[[ Data for processing, beginning ]]

//! Construction of colormaps and norms from catalog records.

use colorgrad::Color;
use serde::Serialize;
use tracing::debug;

use super::colormap::{Colormap, Rgba};
use super::continuous::ContinuousColormap;
use super::discrete::DiscreteColormap;
use super::norm::{Extend, Norm, NormValue};
use crate::catalog::{self, ColormapKind, ColormapSpec, SpecResolver};
use crate::error::{EarthCmapError, Result};
use crate::units::{convert_units, round2};

/// Options accepted by [`build`]
#[derive(Debug, Clone, Default, PartialEq, Eq)]
pub struct BuildOptions {
    /// Express break values in these units instead of the record's own
    pub target_units: Option<String>,
    /// Out-of-range handling of the returned norm
    pub extend: Extend,
}

impl BuildOptions {
    pub fn with_units(units: impl Into<String>) -> Self {
        Self {
            target_units: Some(units.into()),
            ..Default::default()
        }
    }

    pub fn extend(mut self, extend: Extend) -> Self {
        self.extend = extend;
        self
    }
}

/// A built colormap of either kind
#[derive(Debug, Clone, PartialEq, Serialize)]
#[serde(tag = "type", rename_all = "lowercase")]
pub enum BuiltColormap {
    Discrete(DiscreteColormap),
    Continuous(ContinuousColormap),
}

impl BuiltColormap {
    pub fn kind(&self) -> ColormapKind {
        match self {
            BuiltColormap::Discrete(_) => ColormapKind::Discrete,
            BuiltColormap::Continuous(_) => ColormapKind::Continuous,
        }
    }

    pub fn long_name(&self) -> &str {
        match self {
            BuiltColormap::Discrete(c) => &c.long_name,
            BuiltColormap::Continuous(c) => &c.long_name,
        }
    }

    pub fn units(&self) -> &str {
        match self {
            BuiltColormap::Discrete(c) => &c.units,
            BuiltColormap::Continuous(c) => &c.units,
        }
    }

    /// Break positions in data units
    pub fn positions(&self) -> &[f64] {
        match self {
            BuiltColormap::Discrete(c) => &c.positions,
            BuiltColormap::Continuous(c) => &c.positions,
        }
    }

    pub fn labels(&self) -> &[String] {
        match self {
            BuiltColormap::Discrete(c) => &c.labels,
            BuiltColormap::Continuous(c) => &c.labels,
        }
    }

    /// Anchor colors, one per position
    pub fn colors(&self) -> &[Rgba] {
        match self {
            BuiltColormap::Discrete(c) => &c.colors,
            BuiltColormap::Continuous(c) => &c.colors,
        }
    }

    pub fn as_discrete(&self) -> Option<&DiscreteColormap> {
        match self {
            BuiltColormap::Discrete(c) => Some(c),
            BuiltColormap::Continuous(_) => None,
        }
    }

    pub fn as_continuous(&self) -> Option<&ContinuousColormap> {
        match self {
            BuiltColormap::Continuous(c) => Some(c),
            BuiltColormap::Discrete(_) => None,
        }
    }

    fn inner(&self) -> &dyn Colormap {
        match self {
            BuiltColormap::Discrete(c) => c,
            BuiltColormap::Continuous(c) => c,
        }
    }
}

impl Colormap for BuiltColormap {
    fn map_normalized(&self, value: f32) -> Rgba {
        self.inner().map_normalized(value)
    }

    fn color_for(&self, value: NormValue) -> Rgba {
        self.inner().color_for(value)
    }

    fn entry_count(&self) -> usize {
        self.inner().entry_count()
    }

    fn name(&self) -> &str {
        self.inner().name()
    }
}

/// Resolve `name` and build its colormap and norm
pub fn build<R: SpecResolver + ?Sized>(
    resolver: &R,
    name: &str,
    options: &BuildOptions,
) -> Result<(BuiltColormap, Norm)> {
    let spec = resolver.resolve(name)?;
    build_from_spec(name, &spec, options)
}

/// Build `name` from the process-wide catalog index
pub fn build_global(name: &str, options: &BuildOptions) -> Result<(BuiltColormap, Norm)> {
    build(catalog::global()?, name, options)
}

/// Build a colormap and norm from an already resolved record
pub fn build_from_spec(
    name: &str,
    spec: &ColormapSpec,
    options: &BuildOptions,
) -> Result<(BuiltColormap, Norm)> {
    spec.validate(name)?;

    let mut values = spec.break_values();
    let labels = spec.labels();
    let colors = spec
        .data
        .iter()
        .map(|entry| entry.color.to_color())
        .collect::<std::result::Result<Vec<Color>, String>>()
        .map_err(|message| EarthCmapError::malformed(name, message))?;

    let units = match options.target_units.as_deref() {
        Some(target) if target != spec.units => {
            values = convert_units(&values, &spec.units, target)?;
            target.to_string()
        }
        _ => spec.units.clone(),
    };

    // Rounding after conversion can merge neighbouring breaks
    if values.windows(2).any(|w| w[0] >= w[1]) {
        return Err(EarthCmapError::malformed(
            name,
            format!("break values are not strictly ascending in {}", units),
        ));
    }

    let v_min = values.iter().copied().fold(f64::INFINITY, f64::min);
    let v_max = values.iter().copied().fold(f64::NEG_INFINITY, f64::max);

    debug!(
        name = name,
        kind = ?spec.kind,
        units = %units,
        v_min = v_min,
        v_max = v_max,
        "Building colormap"
    );

    match spec.kind {
        ColormapKind::Discrete => {
            let cmap = build_discrete(name, spec, values, &colors, labels, units);
            let norm = Norm::boundary(cmap.positions.clone(), cmap.colors.len(), options.extend);
            Ok((BuiltColormap::Discrete(cmap), norm))
        }
        ColormapKind::Continuous => {
            let resolution = spec
                .resolution
                .ok_or_else(|| EarthCmapError::malformed(name, "continuous colormaps require N"))?;
            if v_max <= v_min {
                return Err(EarthCmapError::malformed(
                    name,
                    format!("break values span an empty range in {}", units),
                ));
            }
            let normalized = values
                .iter()
                .map(|v| normalize_break(*v, v_min, v_max))
                .collect();
            let cmap = ContinuousColormap::new(
                name.to_string(),
                spec.long_name.clone(),
                units,
                values,
                normalized,
                &colors,
                labels,
                resolution,
            )?;
            let norm = Norm::linear(v_min, v_max, options.extend);
            Ok((BuiltColormap::Continuous(cmap), norm))
        }
    }
}

fn build_discrete(
    name: &str,
    spec: &ColormapSpec,
    mut positions: Vec<f64>,
    colors: &[Color],
    mut labels: Vec<String>,
    units: String,
) -> DiscreteColormap {
    let mut colors: Vec<Rgba> = colors.iter().map(|c| c.to_rgba8()).collect();
    let midlabels = labels.clone();

    // Overflow class so the last break gets a visible extent
    let overflow = overflow_break(&positions);
    positions.push(overflow);
    if let Some(&last) = colors.last() {
        colors.push(last);
    }
    let overflow_label = format!("> {}", labels.last().map(String::as_str).unwrap_or_default());
    labels.push(overflow_label);

    let midpositions = positions.windows(2).map(|w| (w[0] + w[1]) / 2.0).collect();

    DiscreteColormap {
        name: name.to_string(),
        long_name: spec.long_name.clone(),
        units,
        positions,
        colors,
        labels,
        midpositions,
        midlabels,
    }
}

/// Twice the last break, or one more step when doubling does not move past it
fn overflow_break(positions: &[f64]) -> f64 {
    let last = positions[positions.len() - 1];
    let doubled = last * 2.0;
    if doubled > last {
        return doubled;
    }
    match positions.len() {
        1 => last + 1.0,
        n => {
            let step = last - positions[n - 2];
            if step > 0.0 {
                last + step
            } else {
                last + 1.0
            }
        }
    }
}

/// Rescale a break value to [0, 1], rounded to two decimals
pub fn normalize_break(value: f64, v_min: f64, v_max: f64) -> f64 {
    round2((value - v_min) / (v_max - v_min))
}
//! Colormap construction for image generation.
//!
//! Catalog records become either a [`DiscreteColormap`] with a boundary norm or
//! a [`ContinuousColormap`] with a linear norm.

pub mod builder;
pub mod colormap;
pub mod continuous;
pub mod discrete;
pub mod norm;

pub use builder::{build, build_from_spec, build_global, BuildOptions, BuiltColormap};
pub use colormap::{to_hex, Colormap, Rgba, TRANSPARENT};
pub use continuous::ContinuousColormap;
pub use discrete::DiscreteColormap;
pub use norm::{Extend, Norm, NormValue};
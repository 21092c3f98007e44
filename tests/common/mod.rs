//! Common test utilities for earthcmap.

pub mod assertions;
pub mod fixtures;
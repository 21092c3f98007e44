//! Assertion utilities for testing.
//!
//! Break values are rounded to two decimals by the converter, so most
//! comparisons use a tolerance of one hundredth.

#![allow(dead_code)]

/// Default epsilon for floating-point comparisons
pub const DEFAULT_EPSILON: f64 = 1e-9;

/// Tolerance for values that went through two-decimal rounding
pub const ROUNDING_EPSILON: f64 = 0.01 + 1e-9;

/// Assert that two floating-point values are approximately equal.
///
/// # Panics
///
/// Panics if the absolute difference between `actual` and `expected` is greater than `epsilon`.
pub fn assert_approx_eq(actual: f64, expected: f64, epsilon: Option<f64>) {
    let epsilon = epsilon.unwrap_or(DEFAULT_EPSILON);
    let diff = (actual - expected).abs();

    assert!(
        diff <= epsilon,
        "Values not approximately equal: actual = {}, expected = {}, diff = {}, epsilon = {}",
        actual,
        expected,
        diff,
        epsilon
    );
}

/// Assert that two slices of floating-point values are approximately element-wise equal.
///
/// # Panics
///
/// Panics if the slices have different lengths or if any element-wise comparison fails.
pub fn assert_array_approx_eq(actual: &[f64], expected: &[f64], epsilon: Option<f64>) {
    assert_eq!(
        actual.len(),
        expected.len(),
        "Arrays have different lengths: actual = {}, expected = {}",
        actual.len(),
        expected.len()
    );

    let eps = epsilon.unwrap_or(DEFAULT_EPSILON);
    for (i, (a, e)) in actual.iter().zip(expected.iter()).enumerate() {
        let diff = (a - e).abs();

        assert!(
            diff <= eps,
            "Arrays differ at index {}: actual = {}, expected = {}, diff = {}, epsilon = {}",
            i,
            a,
            e,
            diff,
            eps
        );
    }
}

/// Assert that a value is within expected bounds (inclusive).
pub fn assert_in_range(actual: f64, min: f64, max: f64) {
    assert!(
        actual >= min && actual <= max,
        "Value not in range: actual = {}, min = {}, max = {}",
        actual,
        min,
        max
    );
}
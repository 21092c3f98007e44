//! Colormap trait and utilities.
//!
//! This module defines the common interface for built colormaps.

use serde::ser::{SerializeSeq, Serializer};

use super::norm::{Norm, NormValue};

/// RGBA color with 8 bits per channel
pub type Rgba = [u8; 4];

/// Color used for masked and invalid values
pub const TRANSPARENT: Rgba = [0, 0, 0, 0];

/// Trait for color mapping implementations
pub trait Colormap: Send + Sync {
    /// Map a position (0.0 to 1.0) along the lookup table to an RGBA color
    fn map_normalized(&self, value: f32) -> Rgba;

    /// Color for the output of a [`Norm`]
    fn color_for(&self, value: NormValue) -> Rgba;

    /// Map a raw data value to an RGBA color through `norm`
    fn map(&self, value: f64, norm: &Norm) -> Rgba {
        self.color_for(norm.apply(value))
    }

    /// Number of entries in the lookup table
    fn entry_count(&self) -> usize;

    /// Get the name of this colormap
    fn name(&self) -> &str;
}

/// Index of the lookup table entry covering `position`, matplotlib style
pub(crate) fn lut_index(position: f64, len: usize) -> usize {
    if len == 0 || position <= 0.0 {
        return 0;
    }
    ((position * len as f64).floor() as usize).min(len - 1)
}

/// Format a color as `#rrggbbaa`
pub fn to_hex(color: &Rgba) -> String {
    format!(
        "#{:02x}{:02x}{:02x}{:02x}",
        color[0], color[1], color[2], color[3]
    )
}

pub(crate) fn serialize_hex_colors<S: Serializer>(
    colors: &[Rgba],
    serializer: S,
) -> std::result::Result<S::Ok, S::Error> {
    let mut seq = serializer.serialize_seq(Some(colors.len()))?;
    for color in colors {
        seq.serialize_element(&to_hex(color))?;
    }
    seq.end()
}
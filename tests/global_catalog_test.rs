//! Process-wide catalog initialization.
//!
//! Kept in its own test binary: the global index can be installed once per process.

mod common;

use common::fixtures::sample_catalog;
use earthcmap::catalog::{global, init_global};
use earthcmap::{build_global, BuildOptions, EarthCmapError, SpecResolver};

#[test]
fn test_global_catalog_lifecycle() {
    assert!(matches!(global(), Err(EarthCmapError::Config { .. })));
    assert!(matches!(
        build_global("ir", &BuildOptions::default()),
        Err(EarthCmapError::Config { .. })
    ));

    let dir = sample_catalog();
    let index = init_global(dir.path()).unwrap();
    assert_eq!(index.len(), 5);
    assert_eq!(index.dir(), dir.path());

    // A second installation is refused and the first one stays
    assert!(matches!(
        init_global(dir.path()),
        Err(EarthCmapError::Config { .. })
    ));
    assert_eq!(global().unwrap().len(), 5);

    // The index no longer needs the files
    drop(dir);
    assert_eq!(global().unwrap().resolve("sst").unwrap().resolution, Some(32));

    let (cmap, _) = build_global("rain", &BuildOptions::default()).unwrap();
    assert_eq!(cmap.units(), "mm");
    assert!(build_global("missing", &BuildOptions::default())
        .unwrap_err()
        .is_not_found());
}
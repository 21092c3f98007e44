//! Colormap catalog: definition files, name resolution and listing.
//!
//! Two resolvers share the same semantics (sources scanned in category order,
//! first match wins):
//!
//! - [`CatalogStore`] re-reads the definition files on every call.
//! - [`CatalogIndex`] parses them once into an immutable name index; a
//!   process-wide instance can be installed with [`init_global`].

pub mod index;
pub mod spec;
pub mod store;

use std::collections::BTreeMap;
use std::fmt;
use std::str::FromStr;

use crate::error::{EarthCmapError, Result};

pub use index::{global, init_global, CatalogIndex};
pub use spec::{BreakEntry, ColorSpec, ColormapKind, ColormapSpec};
pub use store::{default_catalog_dir, CatalogSource, CatalogStore};

/// Colormap names keyed by category
pub type NamesByCategory = BTreeMap<String, Vec<String>>;

/// Reserved category name meaning every category
pub const ALL_CATEGORIES: &str = "all";

/// Category listed when none is given
pub const DEFAULT_CATEGORY: &str = "earthobs";

/// Anything that can turn a colormap name into its specification record
pub trait SpecResolver {
    /// Find the record for `name`, failing with `NotFound` when absent
    fn resolve(&self, name: &str) -> Result<ColormapSpec>;
}

impl<T: SpecResolver + ?Sized> SpecResolver for &T {
    fn resolve(&self, name: &str) -> Result<ColormapSpec> {
        (**self).resolve(name)
    }
}

/// Category selection for listing operations
#[derive(Debug, Clone, PartialEq, Eq)]
pub enum CategoryFilter {
    All,
    Named(String),
}

impl CategoryFilter {
    pub fn matches(&self, category: &str) -> bool {
        match self {
            CategoryFilter::All => true,
            CategoryFilter::Named(name) => name == category,
        }
    }
}

impl Default for CategoryFilter {
    fn default() -> Self {
        CategoryFilter::Named(DEFAULT_CATEGORY.to_string())
    }
}

impl FromStr for CategoryFilter {
    type Err = EarthCmapError;

    fn from_str(s: &str) -> Result<Self> {
        let s = s.trim();
        if s.is_empty() {
            return Err(EarthCmapError::InvalidParameter {
                param: "category".to_string(),
                message: "Category cannot be empty".to_string(),
            });
        }
        if s == ALL_CATEGORIES {
            Ok(CategoryFilter::All)
        } else {
            Ok(CategoryFilter::Named(s.to_string()))
        }
    }
}

impl fmt::Display for CategoryFilter {
    fn fmt(&self, f: &mut fmt::Formatter<'_>) -> fmt::Result {
        match self {
            CategoryFilter::All => f.write_str(ALL_CATEGORIES),
            CategoryFilter::Named(name) => f.write_str(name),
        }
    }
}

#[cfg(test)]
mod tests {
    use super::*;

    #[test]
    fn test_category_filter_parse() {
        assert_eq!("all".parse::<CategoryFilter>().unwrap(), CategoryFilter::All);
        assert_eq!(
            "ocean".parse::<CategoryFilter>().unwrap(),
            CategoryFilter::Named("ocean".to_string())
        );
        assert!("  ".parse::<CategoryFilter>().is_err());
    }

    #[test]
    fn test_category_filter_default_and_matches() {
        let filter = CategoryFilter::default();
        assert_eq!(filter.to_string(), "earthobs");
        assert!(filter.matches("earthobs"));
        assert!(!filter.matches("ocean"));
        assert!(CategoryFilter::All.matches("ocean"));
    }
}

[[ Data for processing, end ]]

→ **Task item**
Take the lines above from the one containing "of either kind" to the one containing "one per position" and retype them exactly, both ends included, with nothing added.

→ **Completed task**
/// A built colormap of either kind
#[derive(Debug, Clone, PartialEq, Serialize)]
#[serde(tag = "type", rename_all = "lowercase")]
pub enum BuiltColormap {
    Discrete(DiscreteColormap),
    Continuous(ContinuousColormap),
}

impl BuiltColormap {
    pub fn kind(&self) -> ColormapKind {
        match self {
            BuiltColormap::Discrete(_) => ColormapKind::Discrete,
            BuiltColormap::Continuous(_) => ColormapKind::Continuous,
        }
    }

    pub fn long_name(&self) -> &str {
        match self {
            BuiltColormap::Discrete(c) => &c.long_name,
            BuiltColormap::Continuous(c) => &c.long_name,
        }
    }

    pub fn units(&self) -> &str {
        match self {
            BuiltColormap::Discrete(c) => &c.units,
            BuiltColormap::Continuous(c) => &c.units,
        }
    }

    /// Break positions in data units
    pub fn positions(&self) -> &[f64] {
        match self {
            BuiltColormap::Discrete(c) => &c.positions,
            BuiltColormap::Continuous(c) => &c.positions,
        }
    }

    pub fn labels(&self) -> &[String] {
        match self {
            BuiltColormap::Discrete(c) => &c.labels,
            BuiltColormap::Continuous(c) => &c.labels,
        }
    }

    /// Anchor colors, one per position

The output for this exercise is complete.